-------- DATA UNDER STUDY --------
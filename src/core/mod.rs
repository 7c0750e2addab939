//! Core logic shared by the CLI subcommands and the command loop.

pub mod activity;
pub mod assistant;
pub mod index;
pub mod launcher;
pub mod learned;
pub mod opener;
pub mod resolver;
pub mod routine;
pub mod security;
pub mod storage;

pub use index::ShortcutIndex;
pub use launcher::{LaunchError, Launcher, ProcessHost, SystemHost};
pub use learned::{AppRecord, LearnedAppStore};
pub use opener::{AppOpener, Failure, OpenOutcome, Opened};
pub use resolver::{Choice, Disambiguator, NameResolver, Resolution, ResolutionSource};
pub use routine::{AbortHandle, Deleted, Routine, RoutineEngine, RoutineError, RoutineStep, StepOutcome};
pub use storage::{Persistence, Storage};

/// Key form of an app or routine name: trimmed and lower-cased.
pub(crate) fn normalize_name(name: &str) -> String {
    name.trim().to_lowercase()
}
--------
=== EXERCISE ===
What is needed is an exact copy of the lines from the one containing "pub mod security;" through the last line of the records, and nothing else.

=== WRITTEN REPLY ===
pub mod security;
pub mod storage;

pub use index::ShortcutIndex;
pub use launcher::{LaunchError, Launcher, ProcessHost, SystemHost};
pub use learned::{AppRecord, LearnedAppStore};
pub use opener::{AppOpener, Failure, OpenOutcome, Opened};
pub use resolver::{Choice, Disambiguator, NameResolver, Resolution, ResolutionSource};
pub use routine::{AbortHandle, Deleted, Routine, RoutineEngine, RoutineError, RoutineStep, StepOutcome};
pub use storage::{Persistence, Storage};

/// Key form of an app or routine name: trimmed and lower-cased.
pub(crate) fn normalize_name(name: &str) -> String {
    name.trim().to_lowercase()
}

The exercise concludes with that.